CONDENSED NOTES TO THE CONSOLIDATED FINANCIAL STATEMENTS

FOR THE HALF YEAR ENDED 31 DECEMBER 2018

- 20 -

AASB 15 Revenue from contracts with Customers

AASB 15 Revenue from contracts with Customers replaces AASB 118 Revenue. AASB 15 was adopted by the Group pn 1 July 2018. AASB 15 provides a single, principles-based five-step model to be applied to all contracts with customers. Redbank Copper Limited has considered AASB 15 and determined that there is no impact on the Groups’ financial statements as the Group is not generating sales revenue at this stage.

AASB 9 Financial Instruments

AASB 9 Financial Instruments replaces the provisions of AASB 139 Financial Instruments.
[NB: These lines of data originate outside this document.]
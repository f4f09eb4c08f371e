// パス: src/ast.rs
// 役割: Abstract syntax tree of the reference REPL language
// 意図: Give the parser and evaluator a neutral shared representation
// 関連ファイル: src/parser/mod.rs, src/evaluator.rs
//! 抽象構文木（AST）
//!
//! 設計ノート:
//! - 単項マイナスは `Unary` として保持し、評価器側で数値に適用する。
//! - `import` 系は束縛名を解決済みの形で持ち、評価器は名前の登録だけを行う。

// 式ノード
#[derive(Clone, Debug, PartialEq)]
pub enum Expr {
    Name {
        name: String,
    },
    IntLit {
        value: i64,
    },
    FloatLit {
        value: f64,
    },
    StringLit {
        value: String,
    },
    BoolLit {
        value: bool,
    },
    NoneLit,
    Unary {
        op: UnaryOp,
        operand: Box<Expr>,
    },
    BinOp {
        op: BinOp,
        left: Box<Expr>,
        right: Box<Expr>,
    },
    Compare {
        op: CmpOp,
        left: Box<Expr>,
        right: Box<Expr>,
    },
    Call {
        func: Box<Expr>,
        args: Vec<Expr>,
    },
    Attr {
        value: Box<Expr>,
        name: String,
    },
    Await {
        value: Box<Expr>,
    },
}

#[derive(Clone, Copy, Debug, PartialEq, Eq)]
pub enum UnaryOp {
    Neg,
    Pos,
}

#[derive(Clone, Copy, Debug, PartialEq, Eq)]
pub enum BinOp {
    Add,
    Sub,
    Mul,
    Div,
    FloorDiv,
    Mod,
    Pow,
}

impl BinOp {
    /// エラーメッセージ用の演算子表記。
    pub fn symbol(self) -> &'static str {
        match self {
            BinOp::Add => "+",
            BinOp::Sub => "-",
            BinOp::Mul => "*",
            BinOp::Div => "/",
            BinOp::FloorDiv => "//",
            BinOp::Mod => "%",
            BinOp::Pow => "**",
        }
    }
}

#[derive(Clone, Copy, Debug, PartialEq, Eq)]
pub enum CmpOp {
    Eq,
    Ne,
    Lt,
    Le,
    Gt,
    Ge,
}

// 文ノード
#[derive(Clone, Debug, PartialEq)]
pub enum Stmt {
    Expr(Expr),
    Assign {
        target: String,
        value: Expr,
    },
    /// `import m as a` / `from m import n as a` を正規化した束縛。
    Import {
        module: String,
        member: Option<String>,
        bind_as: String,
    },
}

#[derive(Clone, Debug, PartialEq, Default)]
pub struct Program {
    pub stmts: Vec<Stmt>,
}
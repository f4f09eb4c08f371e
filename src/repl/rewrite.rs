// パス: src/repl/rewrite.rs
// 役割: Textual classification of a command and its wrapping into a suspendable unit
// 意図: Decide the execution path and which bindings must outlive the wrapping unit
// 関連ファイル: src/repl/executor.rs, src/evaluator.rs
//! コマンドの分類と、中断可能ユニットへの書き換え。
//!
//! 構文解析ではなく正規表現による経験則で判定する。複文や複合文は誤分類しうるが、
//! その振る舞いも含めて観測可能な仕様なので、パーサへ置き換えたりはしない。

use once_cell::sync::Lazy;
use regex::Regex;

/// このテキストを含むコマンドは中断可能な経路で実行する。
pub const SUSPENSION_TOKEN: &str = "await ";

// import 文（グローバルに束縛が必要で、値は返さない）
static RE_IMPORT: Lazy<Regex> = Lazy::new(|| compile(r"^import ([^ ]+)( as ([^ ]+))?"));
static RE_FROM_IMPORT: Lazy<Regex> =
    Lazy::new(|| compile(r"^from [^ ]+ import ([^ ]+)( as ([^ ]+))?"));
// 単純な名前への代入
static RE_GLOBAL: Lazy<Regex> = Lazy::new(|| compile(r"^([a-zA-Z0-9_]+) ?=[^=]"));
// 何らかの代入（値は返さない）
static RE_ASSIGN: Lazy<Regex> = Lazy::new(|| compile(r"[^=]=[^=]"));

fn compile(pattern: &str) -> Regex {
    match Regex::new(pattern) {
        Ok(re) => re,
        Err(err) => panic!("invalid built-in pattern {pattern:?}: {err}"),
    }
}

/// コマンドが中断点を含み、並行経路で実行すべきか。
pub fn needs_suspension(code: &str) -> bool {
    code.contains(SUSPENSION_TOKEN)
}

/// 中断可能な経路へ渡す実行単位。
#[derive(Debug, Clone, PartialEq, Eq)]
pub struct SuspendableUnit {
    /// 元のコマンドテキスト。
    pub body: String,
    /// ユニットの外（グローバル）へ書き戻す名前。
    pub declared: Option<String>,
    /// 本体を式として評価し、その値を結果として返すか。
    pub yields_value: bool,
}

/// コマンドを中断可能ユニットへ包む。
pub fn wrap_suspendable(code: &str) -> SuspendableUnit {
    let import = RE_IMPORT
        .captures(code)
        .or_else(|| RE_FROM_IMPORT.captures(code));
    let (declared, yields_value) = if let Some(caps) = import {
        let name = caps.get(3).or_else(|| caps.get(1)).map(|m| m.as_str());
        (name.map(str::to_string), false)
    } else if let Some(caps) = RE_GLOBAL.captures(code) {
        (caps.get(1).map(|m| m.as_str().to_string()), false)
    } else {
        (None, !RE_ASSIGN.is_match(code))
    };
    SuspendableUnit {
        body: code.to_string(),
        declared,
        yields_value,
    }
}

#[cfg(test)]
mod tests {
    use super::*;

    fn unit(code: &str) -> (Option<String>, bool) {
        let u = wrap_suspendable(code);
        assert_eq!(u.body, code);
        (u.declared, u.yields_value)
    }

    #[test]
    /// 中断トークンはテキストとして検出されることを確認する。
    fn suspension_is_textual() {
        assert!(needs_suspension("await asyncio.sleep(1)"));
        assert!(needs_suspension("x = 'await '"));
        assert!(!needs_suspension("await(x)"));
        assert!(!needs_suspension("1 + 1"));
    }

    #[test]
    /// import 系は別名があれば別名、なければ取り込んだ名前を宣言する。
    fn imports_declare_bound_name() {
        assert_eq!(unit("import asyncio"), (Some("asyncio".into()), false));
        assert_eq!(unit("import asyncio as aio"), (Some("aio".into()), false));
        assert_eq!(unit("from asyncio import sleep"), (Some("sleep".into()), false));
        assert_eq!(
            unit("from asyncio import sleep as nap"),
            (Some("nap".into()), false)
        );
    }

    #[test]
    /// 単純代入は左辺を宣言し、比較は式として値を返す。
    fn assignment_and_expression_classification() {
        assert_eq!(unit("x = await f()"), (Some("x".into()), false));
        assert_eq!(unit("x=await f()"), (Some("x".into()), false));
        assert_eq!(unit("await f() == 3"), (None, true));
        assert_eq!(unit("await asyncio.sleep(1)"), (None, true));
    }

    #[test]
    /// 名前以外への代入は宣言なし・値なしとして扱う。
    fn complex_assignment_runs_for_effect() {
        assert_eq!(unit("a.b = await f()"), (None, false));
        // `<=` も代入と誤認される（経験則の限界としてそのまま残す）
        assert_eq!(unit("await f() <= 3"), (None, false));
    }
}
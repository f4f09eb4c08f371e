// パス: src/parser/mod.rs
// 役割: トークン列から AST を生成する再帰下降パーサのエントリポイント
// 意図: 字句解析結果を評価器に渡すためのモジュール構成を整理する
// 関連ファイル: src/parser/program.rs, src/parser/expr.rs, src/lexer.rs
//! 構文解析モジュール
//!
//! - 文（代入・import・式文）と式を解析する。
//! - 二項演算子の結合規則・優先順位は `INFIX_LEVELS` の表で管理する（`cmp > add > mul`）。
//! - 単項演算・累乗・`await` は表の下位でハンドコードする。

use crate::ast::{BinOp, CmpOp, Expr, Program, Stmt, UnaryOp};
use crate::errors::ParseError;
use crate::lexer::{lex, Token, TokenKind};

mod expr;
mod program;

/// 括弧・単項演算の入れ子の上限。超えたら構文エラーにする。
const MAX_NESTING: usize = 100;

pub struct Parser {
    ts: Vec<Token>,
    i: usize,
    depth: usize,
}

#[derive(Clone, Copy)]
pub(super) enum Assoc {
    Left,
    Non,
}

pub(super) struct InfixSpec {
    pub tokens: &'static [TokenKind],
    pub assoc: Assoc,
}

impl InfixSpec {
    pub(super) fn contains(&self, kind: &TokenKind) -> bool {
        self.tokens.iter().any(|tk| tk == kind)
    }
}

pub(super) const INFIX_LEVELS: &[InfixSpec] = &[
    InfixSpec {
        tokens: &[
            TokenKind::EQ,
            TokenKind::NE,
            TokenKind::LT,
            TokenKind::LE,
            TokenKind::GT,
            TokenKind::GE,
        ],
        assoc: Assoc::Non,
    },
    InfixSpec {
        tokens: &[TokenKind::PLUS, TokenKind::MINUS],
        assoc: Assoc::Left,
    },
    InfixSpec {
        tokens: &[
            TokenKind::STAR,
            TokenKind::SLASH,
            TokenKind::DBLSLASH,
            TokenKind::PERCENT,
        ],
        assoc: Assoc::Left,
    },
];

impl Parser {
    /// トークン列から新しいパーサインスタンスを構築する。
    pub fn new(tokens: Vec<Token>) -> Self {
        Self {
            ts: tokens,
            i: 0,
            depth: 0,
        }
    }

    pub(super) fn peek(&self) -> &Token {
        // `lex` は必ず EOF を末尾に置くため、最後の要素で頭打ちにする。
        let idx = self.i.min(self.ts.len().saturating_sub(1));
        &self.ts[idx]
    }

    pub(super) fn pop_any(&mut self) -> Token {
        let t = self.peek().clone();
        if self.i < self.ts.len() {
            self.i += 1;
        }
        t
    }

    pub(super) fn peek_kind(&self, offset: usize) -> Option<TokenKind> {
        self.ts.get(self.i + offset).map(|t| t.kind.clone())
    }

    pub(super) fn pop(&mut self, kind: TokenKind) -> Result<Token, ParseError> {
        let t = self.peek().clone();
        if t.kind != kind {
            return Err(invalid_syntax(&t));
        }
        self.i += 1;
        Ok(t)
    }

    /// 入れ子を 1 段深くして `f` を解析する。
    pub(super) fn nested<T>(
        &mut self,
        f: impl FnOnce(&mut Self) -> Result<T, ParseError>,
    ) -> Result<T, ParseError> {
        if self.depth >= MAX_NESTING {
            return Err(ParseError::new(
                "PAR020",
                "too many nested parentheses",
                Some(self.peek().pos),
            ));
        }
        self.depth += 1;
        let result = f(self);
        self.depth -= 1;
        result
    }

    pub(super) fn accept(&mut self, kind: TokenKind) -> Option<Token> {
        if self.peek().kind == kind {
            Some(self.pop_any())
        } else {
            None
        }
    }
}

pub(super) fn invalid_syntax(token: &Token) -> ParseError {
    ParseError::new("PAR001", "invalid syntax", Some(token.pos))
}

/// クォートで囲まれた文字列リテラルを実際の文字列へ展開する。
pub(super) fn decode_string(quoted: &str) -> Result<String, ParseError> {
    let quote = match quoted.chars().next() {
        Some(q @ ('\'' | '"')) => q,
        _ => return Err(ParseError::new("PAR201", "malformed string literal", None)),
    };
    if quoted.len() < 2 || !quoted.ends_with(quote) {
        return Err(ParseError::new("PAR201", "malformed string literal", None));
    }
    let s = &quoted[1..quoted.len() - 1];
    let mut out = String::new();
    let mut chars = s.chars();
    while let Some(ch) = chars.next() {
        if ch == '\\' {
            let Some(e) = chars.next() else {
                return Err(ParseError::new("PAR202", "trailing backslash", None));
            };
            match e {
                'n' => out.push('\n'),
                'r' => out.push('\r'),
                't' => out.push('\t'),
                '0' => out.push('\0'),
                _ => out.push(e),
            }
        } else {
            out.push(ch);
        }
    }
    Ok(out)
}

/// 改行・`;` 区切りの文の列としてソースを解析する。
pub fn parse_program(src: &str) -> Result<Program, ParseError> {
    let ts = lex(src).map_err(|e| ParseError::new("PAR100", e.0.msg, e.0.pos))?;
    Parser::new(ts).parse_program()
}

/// 単一の式としてソースを解析する。前後の空行は許容する。
pub fn parse_expr(src: &str) -> Result<Expr, ParseError> {
    let ts = lex(src).map_err(|e| ParseError::new("PAR100", e.0.msg, e.0.pos))?;
    let mut p = Parser::new(ts);
    p.skip_separators();
    let e = p.parse_expr()?;
    p.skip_separators();
    if p.peek().kind != TokenKind::EOF {
        let t = p.peek().clone();
        return Err(invalid_syntax(&t));
    }
    Ok(e)
}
Recognition and Measurement that relate to the recognition, classification and measurement of financial assets and financial liabilities, derecognition of financial instruments, impairment of financial assets and hedge accounting. The adoption of AASB 9 Financial Instruments from 1 July 2018 did not give rise to any transitional adjustments. Going Concern The financial report has been prepared on a going concern basis, which contemplates the continuity of normal business activity and the realisation of assets and the settlement of liabilities in the ordinary course of business. The Group incurred a net loss of $368,956 (31 December 2017: net profit of $248,849) and a net cash outflow from operating activities of $77,827 in the period ended 31 December 2018 (31 December 2017: $546,098 inflow). The Directors are of the opinion that there are reasonable grounds to believe that the Company will be able to continue as a going concern. On 26 October 2017, the Company announced it had entered into an agreement with Mr Michael Fotios (Chairman and substantial shareholder), whereby Mr Fotios and his associated entities agreed to provide funding of up to $1,000,000 to the Company. On 26 September 2018, the terms of this agreement were varied resulting in an increase of the facility limit to $1,500,000 and an extension of the completion date of the Capital Raising until 31 December 2019 with interest payable at 8% per annum on a simple interest basis. The Company has received a letter of support from M Fotios and associated entities dated 6 March 2019, confirming continued support and that loans will not be recalled within 12 months of the date of the letter. The Group is also working towards capital raising initiatives and the Directors are confident that it will receive sufficient additional funding from shareholders or other parties. The Directors, having compared the Group’s cash position to committed expenditures in respect of the above matters and are of the opinion that the use of the going concern basis for accounting is appropriate in the circumstances. In the event that the Company does not obtain additional funding and/or reduce expenditure in line with available funding, it may not be able to continue its operations as a going concern.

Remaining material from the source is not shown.